ENTRIES SUPPLIED section start
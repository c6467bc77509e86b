//! Whitelist of scanner-wide parameters the engine accepts.
//!
//! The table is owned by the daemon and handed to the preference builder
//! explicitly; requests may only tune parameters listed here, everything
//! else is dropped without comment. Defaults are overwritten once at init
//! from the engine's own settings dump, and settings the whitelist does not
//! know (paths, feed locations) are kept aside for the feed scheduler.

use std::collections::BTreeMap;

use serde::Serialize;

/// Value type of a scanner parameter, used by the protocol layer to render
/// parameter descriptions and by the preference builder to serialise values.
#[derive(Debug, Clone, Copy, PartialEq, Eq, Serialize)]
#[serde(rename_all = "lowercase")]
pub enum ParamKind {
    Boolean,
    Integer,
    String,
}

/// One whitelisted engine parameter.
#[derive(Debug, Clone, Serialize)]
pub struct ParamDef {
    pub kind: ParamKind,
    pub default: String,
    pub mandatory: bool,
    pub description: &'static str,
}

/// Daemon-scoped registry of tunable parameters plus the scan-only settings
/// the engine reports but clients may not touch.
#[derive(Debug, Default, Clone)]
pub struct ParamRegistry {
    params: BTreeMap<String, ParamDef>,
    scan_only: BTreeMap<String, String>,
}

impl ParamRegistry {
    /// The published whitelist with its compiled-in defaults.
    pub fn with_defaults() -> Self {
        let mut params = BTreeMap::new();
        let mut add = |name: &str, kind, default: &str, mandatory, description| {
            params.insert(
                name.to_string(),
                ParamDef {
                    kind,
                    default: default.to_string(),
                    mandatory,
                    description,
                },
            );
        };

        use ParamKind::*;
        add(
            "auto_enable_dependencies",
            Boolean,
            "1",
            true,
            "Automatically enable the plugins that are depended on",
        );
        add(
            "cgi_path",
            String,
            "/cgi-bin:/scripts",
            true,
            "Look for default CGIs in /cgi-bin and /scripts",
        );
        add(
            "checks_read_timeout",
            Integer,
            "5",
            true,
            "Seconds the security checks wait in a recv()",
        );
        add("drop_privileges", Boolean, "0", true, "");
        add("network_scan", Boolean, "0", true, "");
        add(
            "non_simult_ports",
            String,
            "139, 445, 3389, Services/irc",
            true,
            "Ports that never get two simultaneous connections",
        );
        add(
            "open_sock_max_attempts",
            Integer,
            "5",
            false,
            "Unsuccessful socket opens before a port counts as closed",
        );
        add(
            "timeout_retry",
            Integer,
            "5",
            false,
            "Retries when a socket connection attempt times out",
        );
        add(
            "optimize_test",
            Integer,
            "5",
            false,
            "Launch a plugin only when its prerequisites look satisfied",
        );
        add(
            "plugins_timeout",
            Integer,
            "5",
            false,
            "Maximum lifetime of a single plugin, in seconds",
        );
        add("report_host_details", Boolean, "1", true, "");
        add(
            "safe_checks",
            Boolean,
            "1",
            true,
            "Disable plugins that may crash the remote service",
        );
        add(
            "scanner_plugins_timeout",
            Integer,
            "36000",
            true,
            "Like plugins_timeout, for whole-scanner plugins",
        );
        add(
            "time_between_request",
            Integer,
            "0",
            false,
            "Wait time between two actions (open, send, close)",
        );
        add("unscanned_closed", Boolean, "1", true, "");
        add("unscanned_closed_udp", Boolean, "1", true, "");
        add(
            "expand_vhosts",
            Boolean,
            "1",
            false,
            "Expand the target list with vhosts gathered from reverse lookups and certificates",
        );
        add(
            "test_empty_vhost",
            Boolean,
            "0",
            false,
            "Additionally test the target with an empty vhost value",
        );

        Self {
            params,
            scan_only: BTreeMap::new(),
        }
    }

    /// Folds the engine's settings dump in: whitelisted names update the
    /// default, everything else becomes a scan-only setting.
    pub fn merge_engine_settings(&mut self, settings: &BTreeMap<String, String>) {
        for (name, value) in settings {
            match self.params.get_mut(name) {
                Some(def) => def.default = value.clone(),
                None => {
                    self.scan_only.insert(name.clone(), value.clone());
                }
            }
        }
    }

    pub fn is_allowed(&self, name: &str) -> bool {
        self.params.contains_key(name)
    }

    pub fn get(&self, name: &str) -> Option<&ParamDef> {
        self.params.get(name)
    }

    pub fn iter(&self) -> impl Iterator<Item = (&str, &ParamDef)> {
        self.params.iter().map(|(k, v)| (k.as_str(), v))
    }

    /// Engine setting outside the whitelist, e.g. `plugins_folder`.
    pub fn scan_only(&self, name: &str) -> Option<&str> {
        self.scan_only.get(name).map(|v| v.as_str())
    }
}

#[cfg(test)]
mod tests {
    use super::*;

    #[test]
    fn merge_updates_defaults_and_collects_scan_only() {
        let mut registry = ParamRegistry::with_defaults();
        let mut settings = BTreeMap::new();
        settings.insert("safe_checks".to_string(), "0".to_string());
        settings.insert("plugins_folder".to_string(), "/var/lib/plugins".to_string());

        registry.merge_engine_settings(&settings);

        assert_eq!(registry.get("safe_checks").unwrap().default, "0");
        assert!(!registry.is_allowed("plugins_folder"));
        assert_eq!(registry.scan_only("plugins_folder"), Some("/var/lib/plugins"));
    }

    #[test]
    fn whitelist_covers_the_published_parameters() {
        let registry = ParamRegistry::with_defaults();
        assert!(registry.is_allowed("expand_vhosts"));
        assert!(registry.is_allowed("scanner_plugins_timeout"));
        assert!(!registry.is_allowed("made_up_knob"));
        assert_eq!(registry.iter().count(), 18);
    }
}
ENTRIES SUPPLIED section end
EXERCISE INSTRUCTIONS:
Where does the word "Debug" appear in the listing above? Copy every line that holds it.

RESULT OF THIS TASK:
#[derive(Debug, Clone, Copy, PartialEq, Eq, Serialize)]
#[derive(Debug, Clone, Serialize)]
#[derive(Debug, Default, Clone)]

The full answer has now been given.